Miss You Already (Catherine Hardwicke, 2015)
For a two-hour film where almost nothing really happens in the way of plot, Miss You Already covers a whole lot of ground. Jess (Drew Barrymore) and Milly (Toni Collette) meet as tweens and become instant friends. Growing up, they share everything, and are side-by-side for every big moment. In their 20s, Milly gets pregnant and marries a rock star, while Jess marries an oil rig worker and they move into a houseboat. Forward roughly ten years, Milly has two children and Jess has been trying unsuccessfully to have a baby. Milly is diagnosed with breast cancer, and though Jess runs to her side to take care of her, when she finally gets pregnant, she can’t bring herself to share her good news with the physically and emotionally weak Milly. As their situations quickly become tougher, both of their relationships with their husbands get complicated and their friendship becomes strained. Admittedly, Hardwicke’s bizarre direction and editing choices don’t always work – the handheld close-ups and quick editing are messy and awkward as often as they are heartwrenching – but there is plenty of beauty and love in the way she films the two women. What makes this worthwhile is the amazing chemistry between the two leads, and the way they deal with cancer in an unsentimental and funny way. The women are terrified, but they continue to laugh and poke fun at each other just like always, something I can tell you takes great bravery. As dorky as it often is, it’s Hardwicke’s best work in a hugely underrated career.

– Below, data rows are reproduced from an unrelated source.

//! On-disk format of the heads store's auxiliary files.
//!
//! `heads.json` holds byte offsets into each log plus per-issue head
//! bookmarks. `state.json` holds the materialized graph as ordered
//! `[key, value]` lists. Both carry [`FORMAT_VERSION`]; anything else is
//! treated as absent. The snapshot also records the offsets it was built
//! at, and a snapshot whose offsets disagree with `heads.json` is ignored.
//!
//! [`persist`] writes both files through temp files and renames them into
//! place. A crash between the two renames leaves a snapshot whose offsets
//! disagree with `heads.json`, which the next read treats as a cold cache.

use std::collections::BTreeMap;
use std::ffi::OsString;
use std::fs::{self, File};
use std::io::{self, Write};
use std::path::{Path, PathBuf};

use chrono::{DateTime, Utc};
use rand::Rng;
use serde::{Deserialize, Serialize};

use crate::error::StoreError;
use crate::event::LogFile;
use crate::graph::GraphState;
use crate::model::{Issue, Link};

/// Bump whenever the layout of either file changes.
pub const FORMAT_VERSION: u32 = 1;

pub const HEADS_FILE: &str = "heads.json";
pub const STATE_FILE: &str = "state.json";
pub const HEADS_LOCK: &str = "heads.lock";

/// Byte offset reached in each log, keyed by file name.
pub type Offsets = BTreeMap<String, u64>;

/// Where the latest event touching an issue starts. Advisory only.
#[derive(Debug, Clone, PartialEq, Eq, Serialize, Deserialize)]
#[serde(rename_all = "camelCase")]
pub struct IssueHead {
    pub event: String,
    pub offset: u64,
    pub at: DateTime<Utc>,
}

#[derive(Debug, Clone, PartialEq, Eq, Serialize, Deserialize)]
#[serde(rename_all = "camelCase")]
pub struct HeadsMeta {
    pub version: u32,
    pub offsets: Offsets,
    #[serde(default)]
    pub heads: BTreeMap<String, IssueHead>,
}

impl HeadsMeta {
    pub fn offset(&self, file: LogFile) -> u64 {
        self.offsets.get(file.file_name()).copied().unwrap_or(0)
    }
}

#[derive(Debug, Clone, PartialEq, Eq, Serialize, Deserialize)]
pub struct SnapshotFile {
    pub version: u32,
    pub offsets: Offsets,
    pub issues: Vec<(String, Issue)>,
    pub outgoing: Vec<(String, Vec<Link>)>,
    pub incoming: Vec<(String, Vec<Link>)>,
}

impl SnapshotFile {
    pub fn from_state(state: &GraphState, offsets: Offsets) -> Self {
        Self {
            version: FORMAT_VERSION,
            offsets,
            issues: state
                .issues()
                .iter()
                .map(|(k, v)| (k.clone(), v.clone()))
                .collect(),
            outgoing: state
                .outgoing_map()
                .iter()
                .map(|(k, v)| (k.clone(), v.clone()))
                .collect(),
            incoming: state
                .incoming_map()
                .iter()
                .map(|(k, v)| (k.clone(), v.clone()))
                .collect(),
        }
    }

    pub fn into_state(self) -> GraphState {
        GraphState::from_parts(
            self.issues.into_iter().collect(),
            self.outgoing.into_iter().collect(),
            self.incoming.into_iter().collect(),
        )
    }
}

/// Read `heads.json`. Missing, unreadable, malformed or wrong-version files
/// all come back as `None`; the reason is logged.
pub fn load_meta(root: &Path) -> Option<HeadsMeta> {
    let meta: HeadsMeta = load_json(&root.join(HEADS_FILE))?;
    check_version(&root.join(HEADS_FILE), meta.version).then_some(meta)
}

/// Read `state.json` with the same cold-cache rules as [`load_meta`].
pub fn load_snapshot(root: &Path) -> Option<SnapshotFile> {
    let snapshot: SnapshotFile = load_json(&root.join(STATE_FILE))?;
    check_version(&root.join(STATE_FILE), snapshot.version).then_some(snapshot)
}

fn check_version(path: &Path, found: u32) -> bool {
    if found == FORMAT_VERSION {
        return true;
    }
    tracing::warn!(
        path = %path.display(),
        found,
        expected = FORMAT_VERSION,
        "cache format version mismatch, ignoring"
    );
    false
}

fn load_json<T: serde::de::DeserializeOwned>(path: &Path) -> Option<T> {
    let bytes = match fs::read(path) {
        Ok(bytes) => bytes,
        Err(e) if e.kind() == io::ErrorKind::NotFound => return None,
        Err(e) => {
            tracing::warn!(path = %path.display(), error = %e, "cannot read cache file");
            return None;
        }
    };
    match serde_json::from_slice(&bytes) {
        Ok(value) => Some(value),
        Err(e) => {
            tracing::warn!(path = %path.display(), error = %e, "cache file is malformed");
            None
        }
    }
}

/// Atomically replace `state.json` and then `heads.json`.
///
/// Both files are fully written and synced under unique temp names before
/// either rename. On failure every temp file is removed; a failure before
/// the first rename leaves the previous pair untouched.
///
/// # Errors
///
/// Classified I/O failure for whichever step failed.
pub fn persist(root: &Path, meta: &HeadsMeta, snapshot: &SnapshotFile) -> Result<(), StoreError> {
    let state_path = root.join(STATE_FILE);
    let heads_path = root.join(HEADS_FILE);
    let state_tmp = tmp_path(&state_path);
    let heads_tmp = tmp_path(&heads_path);

    let result = write_tmp(&state_tmp, snapshot)
        .and_then(|()| write_tmp(&heads_tmp, meta))
        .and_then(|()| rename(&state_tmp, &state_path))
        .and_then(|()| rename(&heads_tmp, &heads_path))
        .and_then(|()| sync_dir(root));

    if result.is_err() {
        let _ = fs::remove_file(&state_tmp);
        let _ = fs::remove_file(&heads_tmp);
    }
    result
}

/// Delete both cache files so the next materialize bootstraps.
///
/// # Errors
///
/// Classified I/O failure other than the files already being gone.
pub fn invalidate(root: &Path) -> Result<(), StoreError> {
    for name in [HEADS_FILE, STATE_FILE] {
        let path = root.join(name);
        match fs::remove_file(&path) {
            Ok(()) => {}
            Err(e) if e.kind() == io::ErrorKind::NotFound => {}
            Err(e) => return Err(StoreError::from_io(&e, &path, "remove")),
        }
    }
    Ok(())
}

fn write_tmp<T: Serialize>(path: &Path, value: &T) -> Result<(), StoreError> {
    let bytes = serde_json::to_vec(value).map_err(|e| StoreError::Corruption {
        path: path.to_path_buf(),
        reason: format!("cannot serialize cache file: {e}"),
    })?;
    let mut file = File::create(path).map_err(|e| StoreError::from_io(&e, path, "create"))?;
    file.write_all(&bytes)
        .and_then(|()| file.sync_all())
        .map_err(|e| StoreError::from_io(&e, path, "write"))
}

fn rename(from: &Path, to: &Path) -> Result<(), StoreError> {
    fs::rename(from, to).map_err(|e| StoreError::from_io(&e, to, "rename into"))
}

fn sync_dir(dir: &Path) -> Result<(), StoreError> {
    // Opening a directory for fsync is not supported on every platform.
    match File::open(dir) {
        Ok(handle) => {
            let _ = handle.sync_all();
            Ok(())
        }
        Err(e) if e.kind() == io::ErrorKind::NotFound => {
            Err(StoreError::from_io(&e, dir, "sync directory"))
        }
        Err(_) => Ok(()),
    }
}

fn tmp_path(path: &Path) -> PathBuf {
    let unique: u32 = rand::thread_rng().r#gen();
    let mut tmp: OsString = path.as_os_str().to_os_string();
    tmp.push(format!(".tmp.{}.{unique:08x}", std::process::id()));
    PathBuf::from(tmp)
}

#[cfg(test)]
mod tests {
    use super::*;
    use crate::event::Event;
    use crate::graph::materialize_from_events;
    use crate::model::{IssueKind, LinkType, Status};
    use chrono::TimeZone;
    use tempfile::TempDir;

    fn sample_state() -> GraphState {
        let ts = Utc.with_ymd_and_hms(2025, 9, 9, 9, 9, 9).unwrap();
        materialize_from_events(&[
            Event::IssueCreated {
                issue: Issue {
                    id: "tg-aaaa".into(),
                    title: "A".into(),
                    body: None,
                    kind: IssueKind::Epic,
                    priority: 0,
                    status: Status::Doing,
                    labels: vec!["x".into()],
                    created_at: ts,
                    updated_at: ts,
                    closed_at: None,
                },
            },
            Event::LinkAdded {
                link: Link {
                    from: "tg-aaaa".into(),
                    to: "tg-bbbb".into(),
                    link_type: LinkType::ParentChild,
                    created_at: ts,
                },
            },
        ])
    }

    fn offsets(issues: u64, links: u64) -> Offsets {
        BTreeMap::from([
            ("issues.jsonl".to_string(), issues),
            ("links.jsonl".to_string(), links),
        ])
    }

    fn meta(issues: u64, links: u64) -> HeadsMeta {
        HeadsMeta {
            version: FORMAT_VERSION,
            offsets: offsets(issues, links),
            heads: BTreeMap::new(),
        }
    }

    #[test]
    fn snapshot_maps_are_key_value_lists() {
        let snapshot = SnapshotFile::from_state(&sample_state(), offsets(10, 20));
        let json = serde_json::to_value(&snapshot).unwrap();
        assert_eq!(json["issues"][0][0], "tg-aaaa");
        assert_eq!(json["outgoing"][0][1][0]["type"], "parent-child");
        assert_eq!(json["incoming"][0][0], "tg-bbbb");
        assert_eq!(snapshot.into_state(), sample_state());
    }

    #[test]
    fn persist_then_load_restores_pair() {
        let dir = TempDir::new().unwrap();
        let snapshot = SnapshotFile::from_state(&sample_state(), offsets(10, 20));
        persist(dir.path(), &meta(10, 20), &snapshot).unwrap();

        let loaded_meta = load_meta(dir.path()).unwrap();
        assert_eq!(loaded_meta.offset(LogFile::Links), 20);
        assert_eq!(load_snapshot(dir.path()).unwrap(), snapshot);

        let leftovers: Vec<_> = fs::read_dir(dir.path())
            .unwrap()
            .filter_map(Result::ok)
            .filter(|e| e.file_name().to_string_lossy().contains(".tmp."))
            .collect();
        assert!(leftovers.is_empty());
    }

    #[test]
    fn version_mismatch_reads_as_absent() {
        let dir = TempDir::new().unwrap();
        let mut stale = meta(1, 1);
        stale.version = FORMAT_VERSION + 1;
        fs::write(
            dir.path().join(HEADS_FILE),
            serde_json::to_vec(&stale).unwrap(),
        )
        .unwrap();
        fs::write(dir.path().join(STATE_FILE), b"{not json").unwrap();

        assert!(load_meta(dir.path()).is_none());
        assert!(load_snapshot(dir.path()).is_none());
    }

    #[test]
    fn failed_persist_removes_temp_files() {
        let dir = TempDir::new().unwrap();
        let first = SnapshotFile::from_state(&sample_state(), offsets(1, 1));
        persist(dir.path(), &meta(1, 1), &first).unwrap();

        // A directory where heads.json should go makes the final rename fail.
        fs::remove_file(dir.path().join(HEADS_FILE)).unwrap();
        fs::create_dir(dir.path().join(HEADS_FILE)).unwrap();
        fs::write(dir.path().join(HEADS_FILE).join("occupied"), b"x").unwrap();

        let second = SnapshotFile::from_state(&GraphState::new(), offsets(2, 2));
        assert!(persist(dir.path(), &meta(2, 2), &second).is_err());

        let leftovers = fs::read_dir(dir.path())
            .unwrap()
            .filter_map(Result::ok)
            .filter(|e| e.file_name().to_string_lossy().contains(".tmp."))
            .count();
        assert_eq!(leftovers, 0);
        // state.json was already swapped, so its offsets no longer match.
        assert_eq!(load_snapshot(dir.path()).unwrap().offsets, offsets(2, 2));
    }

    #[test]
    fn invalidate_is_idempotent() {
        let dir = TempDir::new().unwrap();
        persist(
            dir.path(),
            &meta(0, 0),
            &SnapshotFile::from_state(&GraphState::new(), offsets(0, 0)),
        )
        .unwrap();
        invalidate(dir.path()).unwrap();
        invalidate(dir.path()).unwrap();
        assert!(load_meta(dir.path()).is_none());
        assert!(!dir.path().join(STATE_FILE).exists());
    }
}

Just Another Girl on the IRT (Leslie Harris, 1992)
This film follows teenager Chantel Mitchell (Ariyan Johnson) as she navigates school, parents, friends, and boys in pre-gentrified Brooklyn. Brash, outspoken, funny, and smart, Chantel is sometimes difficult to like, but impossible not to admire. She refuses to let anything get in the way of her goal to graduate early and go to college, though her stubborn inability to recognize her own immaturity often makes her her own worst enemy. When Chantel gets pregnant, her dream is threatened by the shocking change, and her surprise and confusion almost cripple her. After a few truly shocking scenes in the third act, ultimately Chantel proves to be the young woman many doubted she would turn out to be. The beautifully soft lighting lends the film intimacy while the bright colors of the girls’ clothes make their youth loud and vibrant. Through Chantel, we also see the struggles of her teachers, parents, and friends, rounding the film out so that it could almost be a documentary. It’s an important time capsule of Black culture in 1990s New York, and a still-relevant testament to the resilience of teenagers and the strength it takes to make it through daily life as a woman of color. The scene in which Chantel is in line at the welfare office right after discovering her pregnancy, looking on in terror at a screaming child next to her, is about as real as it gets.